#### Exercise prompt
Look through the records below for the line holding "use super::registry::StorageRegistry;". Write it out exactly, with each following line through the line holding "pub fn storage_name(&self)".

(Stored items)
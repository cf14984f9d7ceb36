//! Discovery over demultiplexed Illumina (FASTQ) storage layout.

use std::fs;
use std::path::Path;

use async_trait::async_trait;

use super::{DiscoveryError, RunDiscovery};
use crate::run::{has_tmp_suffix, RunHandle, RunId};
use crate::storage::StorageRef;

/// Marker left by BCL Convert once index metrics are written.
pub const INDEX_METRICS_FILE: &str = "InterOp/IndexMetricsOut.bin";
/// Marker left by bcl2fastq pipelines at the end of conversion.
pub const FASTQ_COMPLETE_FILE: &str = "Logs/FastqComplete.txt";

const FASTQ_EXTENSIONS: [&str; 2] = [".fastq.gz", ".fastq.bz2"];

/// Lists demultiplexed run directories.
///
/// A directory is a candidate when its name (minus any `.tmp` suffix) is a
/// valid Illumina run id and at least one FASTQ file exists anywhere below
/// it. *Completed* requires one of the demux end markers and a final name;
/// the rest are *in-progress*, so the two listings never overlap.
pub struct IlluminaProcessedDiscovery {
    storage: StorageRef,
}

impl IlluminaProcessedDiscovery {
    pub const NAME: &'static str = "illumina_fastq";

    pub fn new(storage: StorageRef) -> Self {
        Self { storage }
    }

    fn scan(&self, completed: bool) -> Result<Vec<RunHandle>, DiscoveryError> {
        let entries = fs::read_dir(self.storage.root())
            .map_err(|e| DiscoveryError::unavailable(&self.storage, e))?;

        let mut runs = Vec::new();
        for entry in entries {
            let entry = entry.map_err(|e| DiscoveryError::unavailable(&self.storage, e))?;
            let Some(name) = entry.file_name().to_str().map(str::to_string) else {
                continue;
            };
            let path = entry.path();

            if !path.is_dir() {
                continue;
            }
            let run_id = RunId::from_dir_name(&name);
            if !run_id.is_valid_illumina() {
                continue;
            }
            if !contains_fastq(&path) {
                continue;
            }

            let finished = path.join(INDEX_METRICS_FILE).is_file()
                || path.join(FASTQ_COMPLETE_FILE).is_file();
            let is_completed = finished && !has_tmp_suffix(&name);
            if is_completed != completed {
                continue;
            }

            runs.push(RunHandle::new(run_id, &self.storage, path, !is_completed));
        }

        Ok(runs)
    }
}

/// Recursive FASTQ probe, short-circuiting on the first hit. Unreadable
/// subtrees count as empty.
fn contains_fastq(dir: &Path) -> bool {
    let Ok(entries) = fs::read_dir(dir) else {
        return false;
    };

    for entry in entries.flatten() {
        let path = entry.path();
        if path.is_dir() {
            if contains_fastq(&path) {
                return true;
            }
        } else if let Some(name) = path.file_name().and_then(|n| n.to_str()) {
            if FASTQ_EXTENSIONS.iter().any(|ext| name.ends_with(ext)) {
                return true;
            }
        }
    }

    false
}

#[async_trait]
impl RunDiscovery for IlluminaProcessedDiscovery {
    fn name(&self) -> &str {
        Self::NAME
    }

    fn storage(&self) -> &StorageRef {
        &self.storage
    }

    fn can_provide(&self) -> bool {
        true
    }

    async fn list_in_progress(&self) -> Result<Vec<RunHandle>, DiscoveryError> {
        self.scan(false)
    }

    async fn list_completed(&self) -> Result<Vec<RunHandle>, DiscoveryError> {
        self.scan(true)
    }
}
//! Recipe assembly and cycle execution.

use std::collections::HashSet;
use std::sync::Arc;

use tracing::{debug, info, warn};

use super::registry::StorageRegistry;
use super::step::Step;
use super::types::{CycleReport, DiscoveryFailure, RecipeError};
use crate::audit::{AuditEvent, AuditHandle};
use crate::discovery::{DiscoveryRegistry, RunDiscovery};
use crate::metrics::DISCOVERY_ERRORS;
use crate::run::{RunHandle, RunId};
use crate::storage::StorageRef;

/// One discovery provider bound to one storage within a recipe.
pub struct ProviderBinding {
    discovery: Arc<dyn RunDiscovery>,
    scan_in_progress: bool,
}

impl ProviderBinding {
    pub fn provider_name(&self) -> &str {
        self.discovery.name()
    }

    pub fn storage_name(&self) -> &str {
        &self.discovery.storage().name
    }

    pub fn scan_in_progress(&self) -> bool {
        self.scan_in_progress
    }
}

/// Named storages, discovery bindings, and an ordered step list.
///
/// Built once at startup from configuration; `execute_cycle` is the only
/// runtime entry point. Step order is composition order, so a sync step
/// placed before a demux step sees the same candidate list first.
pub struct Recipe {
    name: String,
    description: String,
    storages: StorageRegistry,
    providers: Vec<ProviderBinding>,
    steps: Vec<Step>,
    audit: Option<AuditHandle>,
}

impl std::fmt::Debug for Recipe {
    fn fmt(&self, f: &mut std::fmt::Formatter<'_>) -> std::fmt::Result {
        f.debug_struct("Recipe")
            .field("name", &self.name)
            .field("description", &self.description)
            .field("storages", &self.storages)
            .field("providers", &self.providers.len())
            .field("steps", &self.steps.len())
            .field("audit", &self.audit.is_some())
            .finish()
    }
}

impl Recipe {
    pub fn new(name: impl Into<String>) -> Self {
        Self {
            name: name.into(),
            description: String::new(),
            storages: StorageRegistry::new(),
            providers: Vec::new(),
            steps: Vec::new(),
            audit: None,
        }
    }

    pub fn with_description(mut self, description: impl Into<String>) -> Self {
        self.description = description.into();
        self
    }

    pub fn with_audit(mut self, audit: AuditHandle) -> Self {
        self.audit = Some(audit);
        self
    }

    pub fn name(&self) -> &str {
        &self.name
    }

    pub fn description(&self) -> &str {
        &self.description
    }

    pub fn storages(&self) -> &StorageRegistry {
        &self.storages
    }

    pub fn providers(&self) -> &[ProviderBinding] {
        &self.providers
    }

    pub fn steps(&self) -> &[Step] {
        &self.steps
    }

    pub fn add_storage(&mut self, storage: StorageRef) -> Result<(), RecipeError> {
        self.storages.register(storage)
    }

    /// Registers every storage of a multi-root expansion.
    pub fn add_storages(&mut self, storages: Vec<StorageRef>) -> Result<(), RecipeError> {
        for storage in storages {
            self.storages.register(storage)?;
        }
        Ok(())
    }

    /// Binds a discovery provider to a registered storage.
    ///
    /// `scan_in_progress` selects which listing feeds the steps: live-sync
    /// recipes watch in-progress runs, everything downstream watches
    /// completed ones.
    pub fn add_provider(
        &mut self,
        provider_name: &str,
        storage_name: &str,
        scan_in_progress: bool,
        discoveries: &DiscoveryRegistry,
    ) -> Result<(), RecipeError> {
        let storage = self
            .storages
            .get(storage_name)
            .ok_or_else(|| RecipeError::unknown_storage(storage_name))?
            .clone();
        let discovery = discoveries
            .create(provider_name, storage)
            .ok_or_else(|| RecipeError::unknown_provider(provider_name))?;
        if !discovery.can_provide() {
            return Err(RecipeError::ProviderUnavailable {
                provider: provider_name.to_string(),
                storage: storage_name.to_string(),
            });
        }
        self.providers.push(ProviderBinding {
            discovery,
            scan_in_progress,
        });
        Ok(())
    }

    pub fn add_step(&mut self, step: Step) -> Result<(), RecipeError> {
        if self.steps.iter().any(|s| s.name() == step.name()) {
            return Err(RecipeError::duplicate_step(step.name()));
        }
        self.steps.push(step);
        Ok(())
    }

    /// Lists candidates across every binding, deduplicated by run id.
    ///
    /// The first storage to list a run id wins; later sightings of the
    /// same id are dropped. An unavailable storage contributes nothing
    /// this cycle but is reported, never treated as an empty listing.
    async fn discover(&self) -> (Vec<RunHandle>, Vec<DiscoveryFailure>) {
        let mut seen: HashSet<RunId> = HashSet::new();
        let mut candidates = Vec::new();
        let mut failures = Vec::new();

        for binding in &self.providers {
            let listing = if binding.scan_in_progress {
                binding.discovery.list_in_progress().await
            } else {
                binding.discovery.list_completed().await
            };
            match listing {
                Ok(runs) => {
                    for run in runs {
                        if seen.insert(run.run_id.clone()) {
                            candidates.push(run);
                        } else {
                            debug!(
                                recipe = %self.name,
                                run_id = %run.run_id,
                                storage = %run.storage.name,
                                "duplicate run id, first listing wins"
                            );
                        }
                    }
                }
                Err(e) => {
                    warn!(
                        recipe = %self.name,
                        provider = binding.provider_name(),
                        storage = binding.storage_name(),
                        error = %e,
                        "storage unavailable this cycle"
                    );
                    DISCOVERY_ERRORS
                        .with_label_values(&[&self.name, binding.provider_name()])
                        .inc();
                    failures.push(DiscoveryFailure {
                        provider: binding.provider_name().to_string(),
                        storage: binding.storage_name().to_string(),
                        error: e.to_string(),
                    });
                }
            }
        }

        (candidates, failures)
    }

    /// Runs one full poll cycle: discovery, then every step in order.
    pub async fn execute_cycle(&self) -> CycleReport {
        let (candidates, unavailable) = self.discover().await;

        if let Some(audit) = &self.audit {
            for failure in &unavailable {
                audit
                    .emit(AuditEvent::DiscoveryUnavailable {
                        recipe: self.name.clone(),
                        provider: failure.provider.clone(),
                        storage: failure.storage.clone(),
                        error: failure.error.clone(),
                    })
                    .await;
            }
        }

        debug!(
            recipe = %self.name,
            discovered = candidates.len(),
            unavailable = unavailable.len(),
            "discovery pass finished"
        );

        let mut steps = Vec::with_capacity(self.steps.len());
        for step in &self.steps {
            let report = step
                .process_all(&self.name, &candidates, self.audit.as_ref())
                .await;
            steps.push(report);
        }

        let report = CycleReport {
            recipe: self.name.clone(),
            discovered: candidates.len(),
            unavailable,
            steps,
        };
        if report.processed() > 0 || report.failed() > 0 {
            info!(
                recipe = %self.name,
                processed = report.processed(),
                failed = report.failed(),
                "cycle finished"
            );
        }
        report
    }
}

#### Result below
use super::registry::StorageRegistry;
use super::step::Step;
use super::types::{CycleReport, DiscoveryFailure, RecipeError};
use crate::audit::{AuditEvent, AuditHandle};
use crate::discovery::{DiscoveryRegistry, RunDiscovery};
use crate::metrics::DISCOVERY_ERRORS;
use crate::run::{RunHandle, RunId};
use crate::storage::StorageRef;

/// One discovery provider bound to one storage within a recipe.
pub struct ProviderBinding {
    discovery: Arc<dyn RunDiscovery>,
    scan_in_progress: bool,
}

impl ProviderBinding {
    pub fn provider_name(&self) -> &str {
        self.discovery.name()
    }

    pub fn storage_name(&self) -> &str {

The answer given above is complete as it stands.